Exercise goal =
Output range, inclusive: from the line containing "pub fn parse_amount(amount: &str, decimals: u8)" to the line containing "places, for display.". Restate those lines from the data below word for word and only those.

Data provided =
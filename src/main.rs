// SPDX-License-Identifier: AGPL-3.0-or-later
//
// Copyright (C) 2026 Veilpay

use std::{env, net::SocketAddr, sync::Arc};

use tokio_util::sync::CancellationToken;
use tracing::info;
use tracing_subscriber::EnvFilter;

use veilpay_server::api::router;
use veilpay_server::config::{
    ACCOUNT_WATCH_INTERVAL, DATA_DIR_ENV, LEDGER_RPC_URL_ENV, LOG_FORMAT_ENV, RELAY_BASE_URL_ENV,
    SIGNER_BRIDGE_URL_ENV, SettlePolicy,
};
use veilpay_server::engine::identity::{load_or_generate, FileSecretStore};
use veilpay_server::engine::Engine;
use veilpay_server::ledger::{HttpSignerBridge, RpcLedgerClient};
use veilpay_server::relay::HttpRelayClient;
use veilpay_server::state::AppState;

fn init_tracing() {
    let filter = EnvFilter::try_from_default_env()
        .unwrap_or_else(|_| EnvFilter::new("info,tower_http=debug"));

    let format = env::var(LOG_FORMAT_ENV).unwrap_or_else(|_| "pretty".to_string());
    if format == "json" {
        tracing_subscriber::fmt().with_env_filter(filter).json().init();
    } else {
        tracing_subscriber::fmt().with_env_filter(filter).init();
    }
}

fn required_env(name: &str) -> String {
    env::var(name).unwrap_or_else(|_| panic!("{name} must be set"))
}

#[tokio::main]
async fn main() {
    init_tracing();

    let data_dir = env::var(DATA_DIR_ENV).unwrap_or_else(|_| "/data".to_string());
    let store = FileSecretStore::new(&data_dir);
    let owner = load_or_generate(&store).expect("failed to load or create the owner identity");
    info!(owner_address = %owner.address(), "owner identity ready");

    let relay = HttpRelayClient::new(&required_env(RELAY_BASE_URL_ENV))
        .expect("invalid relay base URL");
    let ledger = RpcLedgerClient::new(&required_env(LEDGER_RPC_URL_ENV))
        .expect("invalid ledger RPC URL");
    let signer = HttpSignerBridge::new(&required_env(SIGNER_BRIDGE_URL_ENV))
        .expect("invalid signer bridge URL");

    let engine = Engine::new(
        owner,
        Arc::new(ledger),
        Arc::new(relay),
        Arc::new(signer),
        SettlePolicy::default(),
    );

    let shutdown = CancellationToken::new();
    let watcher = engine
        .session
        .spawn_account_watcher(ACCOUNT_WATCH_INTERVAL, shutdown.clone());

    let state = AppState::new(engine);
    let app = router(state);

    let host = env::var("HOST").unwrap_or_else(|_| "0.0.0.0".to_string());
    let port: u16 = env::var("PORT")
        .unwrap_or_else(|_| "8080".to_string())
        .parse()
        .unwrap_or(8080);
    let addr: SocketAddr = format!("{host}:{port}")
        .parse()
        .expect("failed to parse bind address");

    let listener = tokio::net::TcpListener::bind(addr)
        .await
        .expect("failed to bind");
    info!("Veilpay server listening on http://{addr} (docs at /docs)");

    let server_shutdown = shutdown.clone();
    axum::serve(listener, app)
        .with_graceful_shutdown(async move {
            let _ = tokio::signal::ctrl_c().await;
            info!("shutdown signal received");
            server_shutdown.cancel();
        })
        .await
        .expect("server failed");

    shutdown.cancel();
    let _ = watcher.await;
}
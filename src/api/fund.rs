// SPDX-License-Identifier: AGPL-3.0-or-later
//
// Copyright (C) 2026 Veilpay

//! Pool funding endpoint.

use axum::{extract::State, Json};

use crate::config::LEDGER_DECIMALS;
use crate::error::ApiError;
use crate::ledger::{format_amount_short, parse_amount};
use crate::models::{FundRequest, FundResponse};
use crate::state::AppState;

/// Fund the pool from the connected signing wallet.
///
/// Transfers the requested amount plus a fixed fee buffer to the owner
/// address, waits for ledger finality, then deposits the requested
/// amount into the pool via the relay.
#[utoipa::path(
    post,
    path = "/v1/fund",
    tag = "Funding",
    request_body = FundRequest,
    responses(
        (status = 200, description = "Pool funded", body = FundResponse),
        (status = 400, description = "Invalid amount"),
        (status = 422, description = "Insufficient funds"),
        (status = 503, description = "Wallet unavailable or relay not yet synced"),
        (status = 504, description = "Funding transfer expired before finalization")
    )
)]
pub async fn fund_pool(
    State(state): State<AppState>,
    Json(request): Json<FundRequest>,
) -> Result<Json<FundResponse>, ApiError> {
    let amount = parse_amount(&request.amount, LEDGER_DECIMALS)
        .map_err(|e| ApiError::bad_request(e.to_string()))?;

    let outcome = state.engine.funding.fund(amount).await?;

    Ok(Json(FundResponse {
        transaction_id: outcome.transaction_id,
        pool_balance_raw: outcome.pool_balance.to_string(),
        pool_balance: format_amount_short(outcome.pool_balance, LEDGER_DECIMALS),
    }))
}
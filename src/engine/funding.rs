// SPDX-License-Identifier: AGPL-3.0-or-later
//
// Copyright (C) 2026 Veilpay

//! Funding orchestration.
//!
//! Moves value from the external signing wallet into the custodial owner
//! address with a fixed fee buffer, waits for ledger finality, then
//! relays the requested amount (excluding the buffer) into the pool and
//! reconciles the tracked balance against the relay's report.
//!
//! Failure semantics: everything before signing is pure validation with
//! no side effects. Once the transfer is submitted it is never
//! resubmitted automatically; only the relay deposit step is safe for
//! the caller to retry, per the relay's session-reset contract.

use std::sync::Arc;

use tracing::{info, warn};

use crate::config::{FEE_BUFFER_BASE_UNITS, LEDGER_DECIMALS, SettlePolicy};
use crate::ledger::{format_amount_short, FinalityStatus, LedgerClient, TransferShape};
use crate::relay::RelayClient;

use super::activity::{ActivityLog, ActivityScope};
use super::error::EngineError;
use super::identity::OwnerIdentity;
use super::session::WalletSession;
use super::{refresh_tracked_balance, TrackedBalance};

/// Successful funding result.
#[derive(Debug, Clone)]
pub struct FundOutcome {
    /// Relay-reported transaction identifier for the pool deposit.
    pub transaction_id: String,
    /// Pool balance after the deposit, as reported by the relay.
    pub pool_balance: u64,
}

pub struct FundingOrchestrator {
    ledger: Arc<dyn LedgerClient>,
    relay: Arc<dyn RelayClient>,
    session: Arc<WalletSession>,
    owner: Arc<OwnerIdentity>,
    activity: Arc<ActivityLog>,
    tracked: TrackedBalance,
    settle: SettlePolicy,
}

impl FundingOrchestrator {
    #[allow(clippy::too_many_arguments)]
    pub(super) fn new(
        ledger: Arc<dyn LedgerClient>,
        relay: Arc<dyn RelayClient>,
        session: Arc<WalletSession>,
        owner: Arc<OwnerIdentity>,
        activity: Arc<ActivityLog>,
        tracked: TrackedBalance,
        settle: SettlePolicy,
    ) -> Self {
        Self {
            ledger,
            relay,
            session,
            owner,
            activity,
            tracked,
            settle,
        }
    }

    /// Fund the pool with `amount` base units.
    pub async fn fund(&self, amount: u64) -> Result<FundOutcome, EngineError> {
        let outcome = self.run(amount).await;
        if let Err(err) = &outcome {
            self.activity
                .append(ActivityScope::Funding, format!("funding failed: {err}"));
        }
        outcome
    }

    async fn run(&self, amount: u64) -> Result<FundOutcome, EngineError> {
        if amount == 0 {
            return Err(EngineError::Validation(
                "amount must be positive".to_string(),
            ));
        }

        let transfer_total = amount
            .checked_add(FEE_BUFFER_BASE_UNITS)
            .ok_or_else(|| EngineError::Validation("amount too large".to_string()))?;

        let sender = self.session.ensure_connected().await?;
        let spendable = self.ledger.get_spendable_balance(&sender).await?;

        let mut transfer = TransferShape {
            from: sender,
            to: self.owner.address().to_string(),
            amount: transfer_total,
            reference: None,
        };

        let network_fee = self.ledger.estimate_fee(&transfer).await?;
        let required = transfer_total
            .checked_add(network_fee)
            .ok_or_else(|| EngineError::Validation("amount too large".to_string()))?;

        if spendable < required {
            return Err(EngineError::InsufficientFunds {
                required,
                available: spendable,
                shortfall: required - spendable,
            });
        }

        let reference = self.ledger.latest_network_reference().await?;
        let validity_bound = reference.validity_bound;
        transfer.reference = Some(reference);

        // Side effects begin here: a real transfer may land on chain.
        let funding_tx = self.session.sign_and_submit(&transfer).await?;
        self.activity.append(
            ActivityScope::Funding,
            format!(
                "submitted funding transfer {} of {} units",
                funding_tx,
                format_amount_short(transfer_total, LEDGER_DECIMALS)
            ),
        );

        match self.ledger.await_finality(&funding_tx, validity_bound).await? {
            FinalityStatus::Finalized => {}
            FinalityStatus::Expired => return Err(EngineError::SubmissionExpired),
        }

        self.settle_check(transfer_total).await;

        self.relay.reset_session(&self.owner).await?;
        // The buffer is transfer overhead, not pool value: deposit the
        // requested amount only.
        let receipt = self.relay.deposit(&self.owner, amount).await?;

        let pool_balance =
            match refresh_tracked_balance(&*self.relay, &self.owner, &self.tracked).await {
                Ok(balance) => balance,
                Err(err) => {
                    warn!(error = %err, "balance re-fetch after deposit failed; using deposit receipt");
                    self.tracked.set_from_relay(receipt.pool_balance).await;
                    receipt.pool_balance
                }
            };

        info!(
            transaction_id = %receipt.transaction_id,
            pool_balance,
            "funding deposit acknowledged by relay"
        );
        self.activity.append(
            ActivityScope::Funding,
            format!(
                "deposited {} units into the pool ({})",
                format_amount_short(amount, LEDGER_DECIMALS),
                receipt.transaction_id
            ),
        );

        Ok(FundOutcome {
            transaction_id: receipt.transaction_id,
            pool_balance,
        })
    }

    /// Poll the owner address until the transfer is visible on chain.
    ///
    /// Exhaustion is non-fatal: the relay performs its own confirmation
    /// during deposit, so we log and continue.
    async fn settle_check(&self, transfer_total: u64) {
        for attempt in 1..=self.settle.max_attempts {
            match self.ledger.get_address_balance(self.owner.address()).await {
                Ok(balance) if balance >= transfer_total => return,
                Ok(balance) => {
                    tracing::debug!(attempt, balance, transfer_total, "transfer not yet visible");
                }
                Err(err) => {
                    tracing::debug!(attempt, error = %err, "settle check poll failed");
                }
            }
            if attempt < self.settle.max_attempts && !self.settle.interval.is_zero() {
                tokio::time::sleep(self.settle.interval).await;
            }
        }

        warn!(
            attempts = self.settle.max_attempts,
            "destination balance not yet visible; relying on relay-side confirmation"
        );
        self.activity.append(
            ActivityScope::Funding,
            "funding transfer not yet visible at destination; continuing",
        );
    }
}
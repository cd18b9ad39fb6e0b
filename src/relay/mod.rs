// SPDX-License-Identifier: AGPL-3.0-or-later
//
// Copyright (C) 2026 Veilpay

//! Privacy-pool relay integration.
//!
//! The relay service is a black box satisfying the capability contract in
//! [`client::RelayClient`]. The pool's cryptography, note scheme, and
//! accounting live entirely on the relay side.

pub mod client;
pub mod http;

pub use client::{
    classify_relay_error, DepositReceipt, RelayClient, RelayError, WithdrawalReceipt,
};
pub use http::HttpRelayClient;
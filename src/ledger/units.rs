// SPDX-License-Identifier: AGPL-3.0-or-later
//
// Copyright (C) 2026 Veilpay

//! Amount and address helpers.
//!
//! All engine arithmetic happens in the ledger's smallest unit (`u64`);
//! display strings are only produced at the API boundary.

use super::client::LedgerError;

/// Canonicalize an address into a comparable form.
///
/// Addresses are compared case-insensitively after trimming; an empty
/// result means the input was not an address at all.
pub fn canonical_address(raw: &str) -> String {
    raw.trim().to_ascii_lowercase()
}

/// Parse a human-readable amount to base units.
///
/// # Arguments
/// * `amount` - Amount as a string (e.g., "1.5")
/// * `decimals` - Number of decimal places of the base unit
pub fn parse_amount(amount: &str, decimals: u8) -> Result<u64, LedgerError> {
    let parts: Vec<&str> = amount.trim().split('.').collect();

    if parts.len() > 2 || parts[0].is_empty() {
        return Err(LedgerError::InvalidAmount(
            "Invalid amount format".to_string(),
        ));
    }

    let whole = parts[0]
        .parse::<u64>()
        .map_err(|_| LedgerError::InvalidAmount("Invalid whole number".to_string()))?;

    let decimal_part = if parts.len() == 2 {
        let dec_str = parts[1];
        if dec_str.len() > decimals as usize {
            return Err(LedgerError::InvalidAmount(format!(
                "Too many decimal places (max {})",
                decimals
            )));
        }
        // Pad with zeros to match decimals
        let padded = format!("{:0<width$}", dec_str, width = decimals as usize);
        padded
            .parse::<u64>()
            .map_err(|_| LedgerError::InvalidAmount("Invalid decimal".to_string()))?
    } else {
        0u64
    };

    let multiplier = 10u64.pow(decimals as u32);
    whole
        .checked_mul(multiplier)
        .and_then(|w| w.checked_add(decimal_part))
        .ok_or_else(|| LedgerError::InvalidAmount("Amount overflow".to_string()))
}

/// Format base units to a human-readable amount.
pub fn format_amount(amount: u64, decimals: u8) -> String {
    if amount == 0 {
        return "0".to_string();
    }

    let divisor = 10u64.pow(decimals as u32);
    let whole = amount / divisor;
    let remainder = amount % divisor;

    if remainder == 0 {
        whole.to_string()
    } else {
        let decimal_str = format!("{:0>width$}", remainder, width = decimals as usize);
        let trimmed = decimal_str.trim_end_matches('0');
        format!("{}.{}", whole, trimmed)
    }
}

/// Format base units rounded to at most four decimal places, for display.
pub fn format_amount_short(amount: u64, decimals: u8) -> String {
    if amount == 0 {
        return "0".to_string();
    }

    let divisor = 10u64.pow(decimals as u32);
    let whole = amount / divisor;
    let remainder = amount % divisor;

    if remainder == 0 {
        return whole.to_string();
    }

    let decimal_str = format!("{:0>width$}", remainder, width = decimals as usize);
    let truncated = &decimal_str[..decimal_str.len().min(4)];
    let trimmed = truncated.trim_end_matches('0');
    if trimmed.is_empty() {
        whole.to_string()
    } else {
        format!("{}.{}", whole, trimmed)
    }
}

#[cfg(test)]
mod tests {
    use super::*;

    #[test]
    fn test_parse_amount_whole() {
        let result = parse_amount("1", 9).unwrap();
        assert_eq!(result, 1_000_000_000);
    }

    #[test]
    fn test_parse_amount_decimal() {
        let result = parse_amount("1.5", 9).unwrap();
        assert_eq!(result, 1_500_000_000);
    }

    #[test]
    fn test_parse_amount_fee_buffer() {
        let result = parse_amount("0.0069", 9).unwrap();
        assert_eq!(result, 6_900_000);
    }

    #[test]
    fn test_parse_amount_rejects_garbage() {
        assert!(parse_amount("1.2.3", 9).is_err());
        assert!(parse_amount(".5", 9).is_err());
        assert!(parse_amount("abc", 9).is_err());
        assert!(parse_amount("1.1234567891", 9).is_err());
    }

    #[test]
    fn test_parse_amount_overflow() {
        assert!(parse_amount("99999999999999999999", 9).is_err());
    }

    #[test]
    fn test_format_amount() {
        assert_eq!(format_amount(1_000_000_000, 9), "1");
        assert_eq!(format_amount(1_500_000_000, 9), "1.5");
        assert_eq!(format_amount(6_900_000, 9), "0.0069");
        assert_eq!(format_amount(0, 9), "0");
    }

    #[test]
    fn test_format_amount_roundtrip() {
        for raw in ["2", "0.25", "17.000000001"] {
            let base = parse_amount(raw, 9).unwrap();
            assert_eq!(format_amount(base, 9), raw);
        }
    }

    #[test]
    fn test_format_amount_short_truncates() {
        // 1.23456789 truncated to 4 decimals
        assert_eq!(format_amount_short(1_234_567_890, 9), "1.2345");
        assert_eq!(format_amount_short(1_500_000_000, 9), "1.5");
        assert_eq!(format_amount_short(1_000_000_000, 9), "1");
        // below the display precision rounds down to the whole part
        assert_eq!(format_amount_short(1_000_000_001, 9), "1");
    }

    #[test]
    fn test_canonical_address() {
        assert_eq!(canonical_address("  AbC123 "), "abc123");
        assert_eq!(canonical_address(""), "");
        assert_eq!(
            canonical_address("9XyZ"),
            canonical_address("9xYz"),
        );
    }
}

Output =
pub fn parse_amount(amount: &str, decimals: u8) -> Result<u64, LedgerError> {
    let parts: Vec<&str> = amount.trim().split('.').collect();

    if parts.len() > 2 || parts[0].is_empty() {
        return Err(LedgerError::InvalidAmount(
            "Invalid amount format".to_string(),
        ));
    }

    let whole = parts[0]
        .parse::<u64>()
        .map_err(|_| LedgerError::InvalidAmount("Invalid whole number".to_string()))?;

    let decimal_part = if parts.len() == 2 {
        let dec_str = parts[1];
        if dec_str.len() > decimals as usize {
            return Err(LedgerError::InvalidAmount(format!(
                "Too many decimal places (max {})",
                decimals
            )));
        }
        // Pad with zeros to match decimals
        let padded = format!("{:0<width$}", dec_str, width = decimals as usize);
        padded
            .parse::<u64>()
            .map_err(|_| LedgerError::InvalidAmount("Invalid decimal".to_string()))?
    } else {
        0u64
    };

    let multiplier = 10u64.pow(decimals as u32);
    whole
        .checked_mul(multiplier)
        .and_then(|w| w.checked_add(decimal_part))
        .ok_or_else(|| LedgerError::InvalidAmount("Amount overflow".to_string()))
}

/// Format base units to a human-readable amount.
pub fn format_amount(amount: u64, decimals: u8) -> String {
    if amount == 0 {
        return "0".to_string();
    }

    let divisor = 10u64.pow(decimals as u32);
    let whole = amount / divisor;
    let remainder = amount % divisor;

    if remainder == 0 {
        whole.to_string()
    } else {
        let decimal_str = format!("{:0>width$}", remainder, width = decimals as usize);
        let trimmed = decimal_str.trim_end_matches('0');
        format!("{}.{}", whole, trimmed)
    }
}

/// Format base units rounded to at most four decimal places, for display.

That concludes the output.